[Start of section]
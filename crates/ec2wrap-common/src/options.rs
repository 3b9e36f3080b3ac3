//! Keys recognized by `create()`
//!
//! Create options are an open key/value map. Each resource kind reads only
//! the keys listed here for it; anything else is ignored.

/// Instance: EC2 instance type (e.g. "m1.large")
pub const INSTANCE_TYPE: &str = "instance-type";

/// Instance: security group id to launch into
pub const SECURITY_GROUP: &str = "sec-group";

/// Instance: key pair name
pub const KEY_NAME: &str = "key-name";

/// Instance: subnet id to launch into
pub const SUBNET_ID: &str = "sub-net-id";

/// Instance: block devices as `device=snapshot-id[,device=snapshot-id...]`
pub const BLOCK_DEVICE_MAPPING: &str = "block-device-mapping";

/// Instance: fixed private IPv4 address
pub const PRIVATE_IP: &str = "private-ip";

/// Instance: plain-text user data (base64-encoded before sending)
pub const USER_DATA: &str = "user-data";

/// Elastic IP: allocate in the VPC domain when present (value ignored)
pub const ALLOCATE_IN_VPC: &str = "vpc";

/// Security group: VPC to create the group in (subnets accept it too)
pub const GROUP_VPC_ID: &str = "vpc_id";

/// Security group / image: free-text description
pub const DESCRIPTION: &str = "description";

/// Subnet: owning VPC id (security groups accept it too)
pub const VPC_ID: &str = "vpc-id";

/// Subnet / VPC: IPv4 CIDR block
pub const CIDR_BLOCK: &str = "cidr-block";

/// Volume: availability zone for the new volume
pub const AVAILABILITY_ZONE: &str = "availability-zone";

/// Volume: size in GiB
pub const VOLUME_SIZE: &str = "size";

/// Volume: EBS volume type (e.g. "gp3")
pub const VOLUME_TYPE: &str = "volume-type";

/// Parse a `device=snapshot-id` list into pairs, skipping malformed entries.
pub fn parse_block_device_mapping(value: &str) -> Vec<(String, String)> {
    value
        .split(',')
        .filter_map(|entry| {
            let (device, snapshot) = entry.split_once('=')?;
            let (device, snapshot) = (device.trim(), snapshot.trim());
            if device.is_empty() || snapshot.is_empty() {
                return None;
            }
            Some((device.to_string(), snapshot.to_string()))
        })
        .collect()
}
[End of section]
The lines needed are the ones from the first line of the entries through the line that contains "else is ignored.", given again without any change.

Answer section:
filename crates/ec2wrap-common/src/options.rs
repository 3b9e36f3080b3ac3
//! Keys recognized by `create()`
//!
//! Create options are an open key/value map. Each resource kind reads only
//! the keys listed here for it; anything else is ignored.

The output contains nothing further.